I think privacy matters and that we should fight for it.

Facebook has caught a lot of negative press lately. Most news had to do with their data harvesting methods and privacy violations. Q4 2018 turned out to be very profitable for Facebook, and it seems investors and end-users don't seem to worry too much about the way Facebook operates. This strikes me. Do Facebook users not care about privacy? Don't they mind being tracked on the web? I'm not sure what the reason is. It may have to do with unawareness, ignorance, social inclusion, tech savviness. I really don't know.

What I do know though is that I'll try to convince every website owner and developer to think twice before implementing third-party integrations such as Google Analytics, Facebook Like buttons, and Hotjar (heatmaps / tracking), to name a few. It's easy to insert a JavaScript snippet, but the end user pays.

I'd also advise people against using Google Chrome and to avoid installing browser extensions that are not open source or are not from a pro-privacy author / origin. I recently made a Chrome extension and it's very very easy to log all browser traffic and send it to an external server. I'm not sure people realize what can be behind a small good looking icon.

The same applies to smartphone apps. I've decompiled a few Android APKs now and sniffed the data that is sent via Wireshark. The amount of tracking is astonishing. It's even more than on regular web pages. Why? Well probably because it's not notable by the end user. There's also no way to opt-in / opt-out from it, e.g. via a cookie bar. It's a violation, in my opinion.

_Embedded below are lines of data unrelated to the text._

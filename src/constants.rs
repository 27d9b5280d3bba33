//! Application-wide constants
//!
//! This module contains the magic numbers and string literals used throughout
//! the application, providing a single source of truth for constant values.

/// X11 protocol and rendering constants
pub mod x11 {
    /// ARGB color depth (32-bit: 8 bits each for Alpha, Red, Green, Blue)
    pub const ARGB_DEPTH: u8 = 32;

    /// Override redirect flag for unmanaged windows
    pub const OVERRIDE_REDIRECT: u32 = 1;

    /// WM_CLASS property value (instance and class, NUL separated)
    pub const WM_CLASS: &[u8] = b"reticle\0reticle\0";
}

/// Input event constants (from evdev)
pub mod input {
    /// Key press event value
    pub const KEY_PRESS: i32 = 1;

    /// Key release event value
    pub const KEY_RELEASE: i32 = 0;

    /// Key repeat event value
    pub const KEY_REPEAT: i32 = 2;
}

/// On-disk configuration locations
pub mod config {
    /// Directory under the user config dir holding our files
    pub const APP_DIR: &str = "reticle";

    /// Profile document filename
    pub const PROFILES_FILENAME: &str = "profiles.json";
}

/// Hotkey listener permissions
pub mod permissions {
    /// Device directory scanned for keyboards
    pub const DEV_INPUT: &str = "/dev/input";

    /// Group granting read access to /dev/input
    pub const INPUT_GROUP: &str = "input";

    /// Command shown to the user when access is denied
    pub const ADD_TO_INPUT_GROUP: &str = "sudo usermod -aG input $USER";
}
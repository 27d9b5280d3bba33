//! Overlay geometry
//!
//! Pure derivation of the overlay window's size, screen position and the
//! four arm rectangles from a `CrosshairConfig` and the primary screen's
//! dimensions. No I/O and no shared state; the overlay recomputes this on
//! every refresh instead of caching it across configuration changes.

use crate::config::CrosshairConfig;

/// One crosshair arm, in window-local coordinates
#[derive(Debug, Clone, Copy, PartialEq, Eq)]
pub struct ArmRect {
    pub x: i16,
    pub y: i16,
    pub width: u16,
    pub height: u16,
}

/// Computed placement for the overlay window and its four arms
#[derive(Debug, Clone, Copy, PartialEq, Eq)]
pub struct OverlayLayout {
    /// Window side length in pixels, always even
    pub side: u16,
    /// Window top-left in screen coordinates
    pub x: i32,
    pub y: i32,
    /// Left, right, top, bottom arms
    pub arms: [ArmRect; 4],
}

/// Derive the overlay layout for the given screen.
///
/// The side is `2 * (arm_length + gap + arm_thickness)`, grown by one pixel
/// if odd so that center-based integer division is exact and the marker is
/// never clipped. Arms start exactly `gap` pixels from the window center on
/// their axis and are offset by `floor(thickness / 2)` on the cross axis;
/// with odd thickness this leaves the marker one pixel heavy toward the
/// top-left, which is accepted rather than patched per side.
pub fn layout(config: &CrosshairConfig, screen_width: u16, screen_height: u16) -> OverlayLayout {
    let mut side = 2 * (config.arm_length + config.gap + config.arm_thickness);
    if side % 2 == 1 {
        side += 1;
    }

    let center_x = i32::from(screen_width) / 2 + config.offset_x;
    let center_y = i32::from(screen_height) / 2 + config.offset_y;
    let half_side = i32::from(side) / 2;

    let center = (side / 2) as i16;
    let length = config.arm_length;
    let thickness = config.arm_thickness;
    let gap = config.gap as i16;
    let half_thickness = (thickness / 2) as i16;

    let left = ArmRect {
        x: center - gap - length as i16,
        y: center - half_thickness,
        width: length,
        height: thickness,
    };
    let right = ArmRect {
        x: center + gap,
        y: center - half_thickness,
        width: length,
        height: thickness,
    };
    let top = ArmRect {
        x: center - half_thickness,
        y: center - gap - length as i16,
        width: thickness,
        height: length,
    };
    let bottom = ArmRect {
        x: center - half_thickness,
        y: center + gap,
        width: thickness,
        height: length,
    };

    OverlayLayout {
        side,
        x: center_x - half_side,
        y: center_y - half_side,
        arms: [left, right, top, bottom],
    }
}

#[cfg(test)]
mod tests {
    use super::*;
    use crate::config::{ARM_LENGTH_RANGE, ARM_THICKNESS_RANGE, GAP_RANGE, CrosshairConfig};

    fn config(arm_length: u16, arm_thickness: u16, gap: u16) -> CrosshairConfig {
        CrosshairConfig {
            arm_length,
            arm_thickness,
            gap,
            ..CrosshairConfig::default()
        }
    }

    #[test]
    fn test_documented_scenario() {
        // arm_length=12, thickness=2, gap=4 -> side 36, left arm at x=2
        let layout = layout(&config(12, 2, 4), 1920, 1080);
        assert_eq!(layout.side, 36);
        let left = layout.arms[0];
        assert_eq!(left.x, 18 - 4 - 12);
        assert_eq!(left.width, 12);
        assert_eq!(left.height, 2);
    }

    #[test]
    fn test_minimal_marker() {
        // arm_length=1, thickness=1, gap=0 -> side 4
        let layout = layout(&config(1, 1, 0), 1920, 1080);
        assert_eq!(layout.side, 4);
    }

    #[test]
    fn test_odd_raw_side_grows_to_even() {
        for length in ARM_LENGTH_RANGE {
            for thickness in ARM_THICKNESS_RANGE.clone() {
                for gap in GAP_RANGE.clone() {
                    let layout = layout(&config(length, thickness, gap), 1920, 1080);
                    assert_eq!(layout.side % 2, 0);
                    assert!(layout.side >= 2 * (length + gap + thickness));
                }
            }
        }
    }

    #[test]
    fn test_arms_contained_in_window() {
        for length in ARM_LENGTH_RANGE {
            for thickness in ARM_THICKNESS_RANGE.clone() {
                for gap in GAP_RANGE.clone() {
                    let layout = layout(&config(length, thickness, gap), 1920, 1080);
                    for arm in layout.arms {
                        assert!(arm.x >= 0 && arm.y >= 0, "arm out of window: {arm:?}");
                        assert!(
                            arm.x as u16 + arm.width <= layout.side
                                && arm.y as u16 + arm.height <= layout.side,
                            "arm clipped: {arm:?} side={}",
                            layout.side
                        );
                    }
                }
            }
        }
    }

    #[test]
    fn test_window_centered_on_screen() {
        let layout = layout(&config(12, 2, 4), 1920, 1080);
        assert_eq!(layout.x, 960 - 18);
        assert_eq!(layout.y, 540 - 18);
    }

    #[test]
    fn test_offset_translates_window() {
        let base = layout(&config(12, 2, 4), 1920, 1080);
        let moved = layout(
            &CrosshairConfig {
                offset_x: -5,
                offset_y: 40,
                ..config(12, 2, 4)
            },
            1920,
            1080,
        );
        assert_eq!(moved.x, base.x - 5);
        assert_eq!(moved.y, base.y + 40);
        assert_eq!(moved.arms, base.arms);
    }

    #[test]
    fn test_right_and_bottom_mirror_left_and_top() {
        let layout = layout(&config(10, 3, 5), 1920, 1080);
        let [left, right, top, bottom] = layout.arms;
        let center = i16::try_from(layout.side / 2).unwrap();
        // Both horizontal arms end/start the same distance from center
        assert_eq!(center - (left.x + left.width as i16), right.x - center);
        assert_eq!(center - (top.y + top.height as i16), bottom.y - center);
        assert_eq!(left.y, right.y);
        assert_eq!(top.x, bottom.x);
    }

    #[test]
    fn test_layout_is_deterministic() {
        let config = config(7, 3, 11);
        assert_eq!(layout(&config, 2560, 1440), layout(&config, 2560, 1440));
    }
}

In Europe the GDPR legislation is awesome. I see many companies implementing functionality that for example allows for data export or to easily delete an account. I think the legislation also has a positive effect on security. This is great, and I hope that the US will adopt similar legislation soon. Some companies make it their USP to offer privacy aware software as a service, for example. I love that. On the contrary, I recently came a across Project and Task management system (Flow) and they basically track everything. It's horrible, and for me it's a big reason not to use their product.

I recently donated to Bits of Freedom, an organization that protects the right for privacy and the right to communications freedom in the Netherlands. I think it's important that such entities have a voice. However, I think that we as developers and end-users can have a huge impact as well. As a developer it may be that we don't store data that doesn't need to be stored, or that we adopt good security mechanisms, or that we apply the 'privacy by design' principle when building new software. As an end user we can send companies an email to make it clear privacy is a thing. If they receive one email, it may not have much impact. But if they receive 20, it's put on the agenda. End users could also think about what the consequences are of using Alexa, Skype, and Google Hangouts. Literally everything is stored, transcribed, and can be used for analysis. I think we should be aware that a political system can change very quickly. Companies may be forced to hand over data, and combining such data can give a pretty accurate view about a person. But aside from that, data leaks / hacks are very common. I'm afraid there will always be trade-offs between convenience (e.g. an instant answer from Alexa) and privacy / security. An example is Signal. It's a great open source messaging app, but it's just not as great as it's competitor WhatsApp.

To end this blog positive, Europe now funds bug bounties on various open source projects. Whoever managed to pull this off, you're a hero.